Кошанский понравился министру щегольством – и был назначен, к неудовольствию его, не директором, но замещающим должность. Кроме того, в правлении должны были заседать еще Куницын и недавно назначенный надзиратель Фролов. Последнее уязвило Кошанского сверх меры. Как было в литературе, где его уважали, но не печатали, так ныне и по службе: не директор, но замещающий, то есть черт знает что такое. Он гордо прошелся по залу, благосклонно ответил на поклоны, но через неделю запил горькую.
Куницын нашел его в жалком положении.
– Чту в тебе заслуги, – прохрипел Кошанский, глядя на него мутными глазами, – признаю тебя равноначальствующим, но что за фигура сей Фролов? И даже фигурою не назову его, но фи-гу-рою!
Последнее имело свой смысл, ибо Фролов, бывший военный, часто употреблял слово фигура, произнося его на особый лад.

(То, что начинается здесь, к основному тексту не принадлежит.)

//! # Authentication
//!
//! Two request guards:
//! - [`cron_auth_middleware`] protects the scheduled endpoints with the shared
//!   cron secret presented as `Authorization: Bearer <secret>`.
//! - [`UserId`] extracts the caller identity from the `X-User-Id` header set by
//!   the upstream gateway.

use std::sync::Arc;

use axum::{
    extract::{FromRef, FromRequestParts, Request, State},
    http::{HeaderMap, header::AUTHORIZATION, request::Parts},
    middleware::Next,
    response::Response,
};
use serde::{Deserialize, Serialize};
use subtle::ConstantTimeEq;
use utoipa::IntoParams;
use uuid::Uuid;

use crate::config::AppConfig;
use crate::error::{ApiError, unauthorized};
use crate::server::AppState;

pub const USER_ID_HEADER: &str = "X-User-Id";

impl FromRef<AppState> for Arc<AppConfig> {
    fn from_ref(app_state: &AppState) -> Self {
        Arc::clone(&app_state.config)
    }
}

/// Rejects requests whose bearer token does not match the configured cron secret
pub async fn cron_auth_middleware(
    State(config): State<Arc<AppConfig>>,
    request: Request,
    next: Next,
) -> Result<Response, ApiError> {
    let token = extract_bearer_token(request.headers())?;
    validate_cron_secret(&config, token)?;

    tracing::debug!("Authenticated scheduler request");
    Ok(next.run(request).await)
}

fn extract_bearer_token(headers: &HeaderMap) -> Result<&str, ApiError> {
    headers
        .get(AUTHORIZATION)
        .ok_or_else(|| unauthorized(Some("Missing Authorization header")))?
        .to_str()
        .map_err(|_| unauthorized(Some("Invalid Authorization header")))?
        .strip_prefix("Bearer ")
        .ok_or_else(|| unauthorized(Some("Authorization header must use Bearer scheme")))
}

fn validate_cron_secret(config: &AppConfig, token: &str) -> Result<(), ApiError> {
    // No configured secret means no caller can be authorized
    let Some(secret) = config.cron_secret.as_deref().filter(|s| !s.is_empty()) else {
        tracing::warn!("Scheduler request rejected: no cron secret configured");
        return Err(unauthorized(Some("Invalid bearer token")));
    };

    if bool::from(token.as_bytes().ct_eq(secret.as_bytes())) {
        Ok(())
    } else {
        tracing::warn!("Scheduler request rejected: bearer token mismatch");
        Err(unauthorized(Some("Invalid bearer token")))
    }
}

/// Authenticated end user, taken from the `X-User-Id` header
#[derive(Debug, Clone, Copy, PartialEq, Eq, Serialize, Deserialize)]
pub struct UserId(pub Uuid);

impl<S> FromRequestParts<S> for UserId
where
    S: Send + Sync,
{
    type Rejection = ApiError;

    async fn from_request_parts(parts: &mut Parts, _state: &S) -> Result<Self, Self::Rejection> {
        let value = parts
            .headers
            .get(USER_ID_HEADER)
            .ok_or_else(|| unauthorized(Some("Missing X-User-Id header")))?
            .to_str()
            .map_err(|_| unauthorized(Some("Invalid X-User-Id header")))?;

        value
            .trim()
            .parse::<Uuid>()
            .map(UserId)
            .map_err(|_| unauthorized(Some("X-User-Id must be a valid UUID")))
    }
}

/// OpenAPI header parameter for X-User-Id
#[derive(Debug, Serialize, Deserialize, IntoParams, utoipa::ToSchema)]
#[into_params(parameter_in = Header)]
pub struct UserHeader {
    /// Authenticated user identifier (UUID) set by the gateway
    #[serde(rename = "X-User-Id")]
    #[param(rename = "X-User-Id", value_type = String)]
    pub user_id: String,
}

Так лицей остался без директора, и каждый был предоставлен самому себе. Новая фигура появилась в нем и заняла общее воображение: Фролов.

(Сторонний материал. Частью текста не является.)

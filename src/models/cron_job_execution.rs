//! CronJobExecution entity model
//!
//! One row per scheduled batch invocation.

use sea_orm::ActiveModelBehavior;
use sea_orm::entity::prelude::*;
use serde::{Deserialize, Serialize};
use serde_json::Value as JsonValue;
use utoipa::ToSchema;
use uuid::Uuid;

#[derive(
    Clone, Copy, Debug, PartialEq, Eq, EnumIter, DeriveActiveEnum, Serialize, Deserialize, ToSchema,
)]
#[sea_orm(rs_type = "String", db_type = "String(StringLen::None)")]
#[serde(rename_all = "snake_case")]
pub enum CronJobStatus {
    #[sea_orm(string_value = "running")]
    Running,
    #[sea_orm(string_value = "success")]
    Success,
    #[sea_orm(string_value = "failed")]
    Failed,
}

#[derive(Clone, Debug, PartialEq, DeriveEntityModel)]
#[sea_orm(table_name = "cron_job_executions")]
pub struct Model {
    #[sea_orm(primary_key, auto_increment = false)]
    pub id: Uuid,

    /// Job identifier, e.g. `sync_15min`
    pub job_name: String,

    pub started_at: DateTimeUtc,

    pub completed_at: Option<DateTimeUtc>,

    pub status: CronJobStatus,

    pub users_processed: i32,

    pub providers_synced: i32,

    pub success_count: i32,

    pub failure_count: i32,

    #[sea_orm(column_type = "Text", nullable)]
    pub error_message: Option<String>,

    pub duration_ms: Option<i64>,

    #[sea_orm(column_type = "JsonBinary", nullable)]
    pub metadata: Option<JsonValue>,
}

#[derive(Copy, Clone, Debug, EnumIter, DeriveRelation)]
pub enum Relation {}

impl ActiveModelBehavior for ActiveModel {}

Надзиратель классов и нравственности, он появился в лицее, только что сняв военную форму, прошелся грудью вперед и тотчас же распек дядьку Леонтия Кемерского, известного ему, по-видимому, заранее: он потакал лицейским слабостям.

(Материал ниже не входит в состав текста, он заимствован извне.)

//! # Sync Handlers
//!
//! User-initiated sync, cached status and supervised task state.

use axum::{
    Json,
    extract::{Path, State},
    http::{HeaderMap, HeaderName, HeaderValue, header::CACHE_CONTROL},
    response::{IntoResponse, Response},
};
use uuid::Uuid;

use crate::auth::{UserHeader, UserId};
use crate::error::ApiError;
use crate::handlers::types::{ConnectionStatus, SyncRunView, SyncStatusResponse};
use crate::providers::ProviderKind;
use crate::rate_limit::{LimiterPolicy, RateLimitDecision};
use crate::repositories::{ActivityRepository, ConnectionRepository, SyncRunRepository};
use crate::server::AppState;
use crate::sync::{SyncOutcome, TaskState, TaskStatus};

const RECENT_RUNS_LIMIT: u64 = 10;

const X_RATELIMIT_LIMIT: HeaderName = HeaderName::from_static("x-ratelimit-limit");
const X_RATELIMIT_REMAINING: HeaderName = HeaderName::from_static("x-ratelimit-remaining");
const X_RATELIMIT_RESET: HeaderName = HeaderName::from_static("x-ratelimit-reset");
const X_CACHE: HeaderName = HeaderName::from_static("x-cache");

/// Run a sync for one provider now and return its outcome
///
/// A failed sync is still a 200; the outcome carries `success: false` and the
/// error message.
#[utoipa::path(
    post,
    path = "/sync/{provider}",
    params(
        ("provider" = String, Path, description = "Provider identifier"),
        UserHeader
    ),
    responses(
        (status = 200, description = "Sync finished", body = SyncOutcome),
        (status = 400, description = "Unknown or disabled provider", body = ApiError),
        (status = 401, description = "Missing or invalid X-User-Id", body = ApiError),
        (status = 429, description = "Manual sync rate limit exceeded", body = ApiError)
    ),
    tag = "sync"
)]
pub async fn trigger_sync(
    State(state): State<AppState>,
    UserId(user_id): UserId,
    Path(provider): Path<String>,
) -> Result<Response, Response> {
    let kind = state
        .registry
        .lookup(&provider)
        .map_err(|e| ApiError::from(e).into_response())?
        .kind;

    let decision = state.rate_limiter.check(LimiterPolicy::ManualSync, user_id);
    let headers = rate_limit_headers(&decision);
    if let Err(err) = decision.into_result() {
        tracing::info!(user_id = %user_id, provider = %kind, "Manual sync rate limited");
        return Err((headers, ApiError::from(err)).into_response());
    }

    let outcome = state
        .supervisor
        .run_manual(user_id, kind)
        .await
        .map_err(|e| (headers.clone(), ApiError::from(e)).into_response())?;
    state.status_cache.invalidate(&(user_id, kind));

    Ok((headers, Json(outcome)).into_response())
}

/// Current connection and sync status for one provider
#[utoipa::path(
    get,
    path = "/sync/{provider}/status",
    params(
        ("provider" = String, Path, description = "Provider identifier"),
        UserHeader
    ),
    responses(
        (status = 200, description = "Sync status", body = SyncStatusResponse),
        (status = 400, description = "Unknown or disabled provider", body = ApiError),
        (status = 401, description = "Missing or invalid X-User-Id", body = ApiError)
    ),
    tag = "sync"
)]
pub async fn sync_status(
    State(state): State<AppState>,
    UserId(user_id): UserId,
    Path(provider): Path<String>,
) -> Result<Response, ApiError> {
    let kind = state.registry.lookup(&provider)?.kind;
    let key = (user_id, kind);

    let mut headers = HeaderMap::new();
    if let Ok(value) = HeaderValue::from_str(&format!(
        "private, max-age={}",
        state.status_cache.ttl().as_secs()
    )) {
        headers.insert(CACHE_CONTROL, value);
    }

    if let Some(cached) = state.status_cache.get(&key) {
        headers.insert(X_CACHE, HeaderValue::from_static("HIT"));
        return Ok((headers, Json(cached)).into_response());
    }

    let status = load_status(&state, user_id, kind).await?;
    // A syncing snapshot goes stale as soon as the run finishes
    if status.status != ConnectionStatus::Syncing {
        state.status_cache.insert(key, status.clone());
    }

    headers.insert(X_CACHE, HeaderValue::from_static("MISS"));
    Ok((headers, Json(status)).into_response())
}

async fn load_status(
    state: &AppState,
    user_id: Uuid,
    kind: ProviderKind,
) -> Result<SyncStatusResponse, ApiError> {
    let connection = ConnectionRepository::new(state.db.clone())
        .find(user_id, kind.as_str())
        .await?;
    let recent_runs = SyncRunRepository::new(state.db.clone())
        .recent(user_id, kind.as_str(), RECENT_RUNS_LIMIT)
        .await?
        .into_iter()
        .map(SyncRunView::from)
        .collect();
    let items_synced = ActivityRepository::new(state.db.clone())
        .count_for(user_id, kind.as_str())
        .await?;

    let syncing = state.supervisor.status(user_id, kind).state == TaskState::Running;
    let (status, last_sync, last_error) = match connection {
        Some(conn) if conn.connected => {
            let status = if syncing {
                ConnectionStatus::Syncing
            } else if conn.last_error.is_some() {
                ConnectionStatus::Error
            } else {
                ConnectionStatus::Healthy
            };
            (status, conn.last_synced_at, conn.last_error)
        }
        Some(conn) => (ConnectionStatus::NotConnected, conn.last_synced_at, None),
        None => (ConnectionStatus::NotConnected, None, None),
    };

    Ok(SyncStatusResponse {
        provider: kind,
        status,
        last_sync,
        last_error,
        items_synced,
        recent_runs,
    })
}

/// State of the latest supervised manual sync for one provider
#[utoipa::path(
    get,
    path = "/sync/{provider}/task",
    params(
        ("provider" = String, Path, description = "Provider identifier"),
        UserHeader
    ),
    responses(
        (status = 200, description = "Task status", body = TaskStatus),
        (status = 400, description = "Unknown or disabled provider", body = ApiError),
        (status = 401, description = "Missing or invalid X-User-Id", body = ApiError)
    ),
    tag = "sync"
)]
pub async fn task_status(
    State(state): State<AppState>,
    UserId(user_id): UserId,
    Path(provider): Path<String>,
) -> Result<Json<TaskStatus>, ApiError> {
    let kind = state.registry.lookup(&provider)?.kind;
    Ok(Json(state.supervisor.status(user_id, kind)))
}

fn rate_limit_headers(decision: &RateLimitDecision) -> HeaderMap {
    let mut headers = HeaderMap::new();
    headers.insert(X_RATELIMIT_LIMIT, HeaderValue::from(decision.limit));
    headers.insert(X_RATELIMIT_REMAINING, HeaderValue::from(decision.remaining));
    headers.insert(
        X_RATELIMIT_RESET,
        HeaderValue::from(decision.reset_at.timestamp()),
    );
    headers
}

#[cfg(test)]
mod tests {
    use super::*;
    use chrono::{TimeZone, Utc};

    #[test]
    fn rate_limit_headers_carry_window_state() {
        let decision = RateLimitDecision {
            allowed: true,
            limit: 10,
            remaining: 7,
            reset_at: Utc.timestamp_opt(1_700_000_060, 0).unwrap(),
            retry_after_secs: 0,
        };

        let headers = rate_limit_headers(&decision);
        assert_eq!(headers["x-ratelimit-limit"], "10");
        assert_eq!(headers["x-ratelimit-remaining"], "7");
        assert_eq!(headers["x-ratelimit-reset"], "1700000060");
    }
}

Вытаращив глаза, он стал наступать на него, повторяя:
– Этта што? Этта што?
Леонтия он выгнал бы, если бы не заступился Кошанский. Зато по его требованию был точас введен новый дядька: Сазонов Константин, молодой, почти еще мальчишка, с глазами белесыми и блуждающими, большими руками и угрюмый. Перед Фроловым он тянулся настолько, что тот, проходя, тихонько говорил ему:
– Вольно!
Тотчас он ввел военные порядки: утром Сазонов Константин звонил усердно троекратно в колоколец, затем появлялся сам полковник (он был артиллерии подполковник, но Сазонов и все другие дядьки звали его полковником), строил всех в три ряда и, командуя:
– С Богом! – вел на молитву, где строго наблюдал строй и шеренгу. Вообще он сразу проявил деятельность. Сбитень был отменен, появился чай и булки. За обедом – кислый квас.